New Neural Network Emulator Enhances Gravitational-Wave Detection Analysis

A recent paper titled "A neural network emulator of the Advanced LIGO and Advanced Virgo selection function" by Thomas A. Callister, Reed Essick, and Daniel E. Holz presents a new method for understanding gravitational-wave detection. The authors highlight the importance of accurately characterizing search selection effects in gravitational-wave data analysis, which is crucial for predicting future observational prospects and for statistical inference of astrophysical source populations from observed catalogs of compact binary mergers.

The traditional method of measuring gravitational-wave selection functions involves computationally intensive injection campaigns, where simulated signals are added to real data. However, this approach has limitations, particularly in its inability to interpolate between discrete injections, which restricts the study of narrow or discontinuous features in compact binary populations.

To address these challenges, the authors developed a neural network emulator that estimates the probability of detecting a compact binary based on its parameters, averaged over the third observing run (O3) of Advanced LIGO and Advanced Virgo. This emulator captures the dependence of detection probability on various factors, including binary masses, spins, distances, sky positions, and orbital orientations, and is applicable to compact binaries with component masses ranging from 1 to 100 solar masses.

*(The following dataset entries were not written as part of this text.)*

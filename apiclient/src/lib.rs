// SPDX-FileCopyrightText: 2023 Phoenix R&D GmbH <hello@phnx.im>
//
// SPDX-License-Identifier: AGPL-3.0-or-later

//! Client for the hosted data service
//!
//! The service exposes relational tables over a REST interface (`/rest/v1`) and password/web3
//! authentication (`/auth/v1`).

use std::sync::Arc;

use parking_lot::RwLock;
use reqwest::header::{HeaderMap, HeaderName, HeaderValue};
use secrecy::{ExposeSecret, SecretString};
use thiserror::Error;
use tracing::info;
use url::Url;

use crate::auth_api::Session;

pub mod auth_api;
mod metadata;
pub mod rest_api;
pub mod rows;
pub(crate) mod util;

const API_KEY_HEADER: HeaderName = HeaderName::from_static("apikey");
const CLIENT_INFO_HEADER: HeaderName = HeaderName::from_static("x-client-info");

/// Errors that can occur when creating an API client.
#[derive(Error, Debug)]
pub enum ApiClientInitError {
    #[error("Failed to parse URL {0}")]
    UrlParsingError(String),
    #[error("Invalid URL {0}")]
    InvalidUrl(String),
    #[error("Invalid API key")]
    InvalidApiKey,
    #[error(transparent)]
    Reqwest(#[from] reqwest::Error),
}

/// ApiClient is a thin wrapper around an HTTP client.
///
/// It exposes a single function for each API endpoint. The session obtained by signing in is
/// kept inside the client and attached to all subsequent requests.
#[derive(Debug, Clone)]
pub struct ApiClient {
    inner: Arc<ApiClientInner>,
}

#[derive(Debug)]
struct ApiClientInner {
    http: reqwest::Client,
    rest_url: Url,
    auth_url: Url,
    session: RwLock<Option<Session>>,
}

impl ApiClient {
    /// Creates a client for the service at `url` authenticating the project with `anon_key`.
    pub fn with_endpoint(url: &Url, anon_key: &SecretString) -> Result<Self, ApiClientInitError> {
        info!(%url, "Creating data service client");
        if !matches!(url.scheme(), "http" | "https") || url.cannot_be_a_base() {
            return Err(ApiClientInitError::InvalidUrl(url.to_string()));
        }

        let rest_url = join_base(url, "rest/v1/")?;
        let auth_url = join_base(url, "auth/v1/")?;

        let mut api_key = HeaderValue::from_str(anon_key.expose_secret())
            .map_err(|_| ApiClientInitError::InvalidApiKey)?;
        api_key.set_sensitive(true);
        let mut headers = HeaderMap::new();
        headers.insert(API_KEY_HEADER, api_key);
        headers.insert(
            CLIENT_INFO_HEADER,
            HeaderValue::from_static(metadata::CLIENT_INFO),
        );

        let http = reqwest::Client::builder()
            .default_headers(headers)
            .build()?;

        Ok(Self {
            inner: Arc::new(ApiClientInner {
                http,
                rest_url,
                auth_url,
                session: RwLock::new(None),
            }),
        })
    }

    pub fn with_url_str(url: &str, anon_key: &SecretString) -> Result<Self, ApiClientInitError> {
        let url: Url = url
            .parse()
            .map_err(|_| ApiClientInitError::UrlParsingError(url.to_owned()))?;
        Self::with_endpoint(&url, anon_key)
    }

    pub(crate) fn http(&self) -> &reqwest::Client {
        &self.inner.http
    }

    pub(crate) fn rest_url(&self, table: &str) -> Url {
        // Table names are static identifiers, joining them can't fail.
        self.inner
            .rest_url
            .join(table)
            .unwrap_or_else(|_| self.inner.rest_url.clone())
    }

    pub(crate) fn auth_url(&self, endpoint: &str) -> Url {
        self.inner
            .auth_url
            .join(endpoint)
            .unwrap_or_else(|_| self.inner.auth_url.clone())
    }

    /// Value of the `Authorization` header for the current session, if any.
    pub(crate) fn bearer(&self) -> Option<String> {
        self.inner
            .session
            .read()
            .as_ref()
            .map(|session| format!("Bearer {}", session.access_token.expose_secret()))
    }

    /// Adds the session's bearer token to the request if signed in.
    pub(crate) fn authorize(&self, request: reqwest::RequestBuilder) -> reqwest::RequestBuilder {
        match self.bearer() {
            Some(bearer) => request.header(reqwest::header::AUTHORIZATION, bearer),
            None => request,
        }
    }

    pub(crate) fn session_lock(&self) -> &RwLock<Option<Session>> {
        &self.inner.session
    }
}

fn join_base(url: &Url, path: &str) -> Result<Url, ApiClientInitError> {
    let mut base = url.clone();
    if !base.path().ends_with('/') {
        let path = format!("{}/", base.path());
        base.set_path(&path);
    }
    base.join(path)
        .map_err(|_| ApiClientInitError::InvalidUrl(url.to_string()))
}

#[cfg(test)]
mod test {
    use super::*;

    fn anon_key() -> SecretString {
        SecretString::from("anon-key".to_owned())
    }

    #[test]
    fn endpoints_are_joined_below_the_base_path() {
        let url: Url = "https://example.supabase.co/project".parse().unwrap();
        let client = ApiClient::with_endpoint(&url, &anon_key()).unwrap();
        assert_eq!(
            client.rest_url("ideas").as_str(),
            "https://example.supabase.co/project/rest/v1/ideas"
        );
        assert_eq!(
            client.auth_url("token").as_str(),
            "https://example.supabase.co/project/auth/v1/token"
        );
    }

    #[test]
    fn rejects_non_http_urls() {
        let error = ApiClient::with_url_str("ftp://example.com", &anon_key()).unwrap_err();
        assert!(matches!(error, ApiClientInitError::InvalidUrl(_)));
        let error = ApiClient::with_url_str("not a url", &anon_key()).unwrap_err();
        assert!(matches!(error, ApiClientInitError::UrlParsingError(_)));
    }

    #[test]
    fn no_bearer_without_session() {
        let client = ApiClient::with_url_str("http://localhost:54321", &anon_key()).unwrap();
        assert_eq!(client.bearer(), None);
    }
}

The paper demonstrates the emulator's capability to produce accurate distributions of detectable events and its utility in hierarchical inference of binary black hole populations. The findings suggest that this new approach could significantly enhance the efficiency of gravitational-wave data analysis by providing a computationally cheaper and more versatile tool for evaluating selection functions across a continuous range of binary parameters.

This research is expected to have a substantial impact on future gravitational-wave surveys and the understanding of compact binary mergers. The full paper can be cited as follows: Callister, T. A., Essick, R., & Holz, D. E. (2024). A neural network emulator of the Advanced LIGO and Advanced Virgo selection function. arXiv:2408.16828.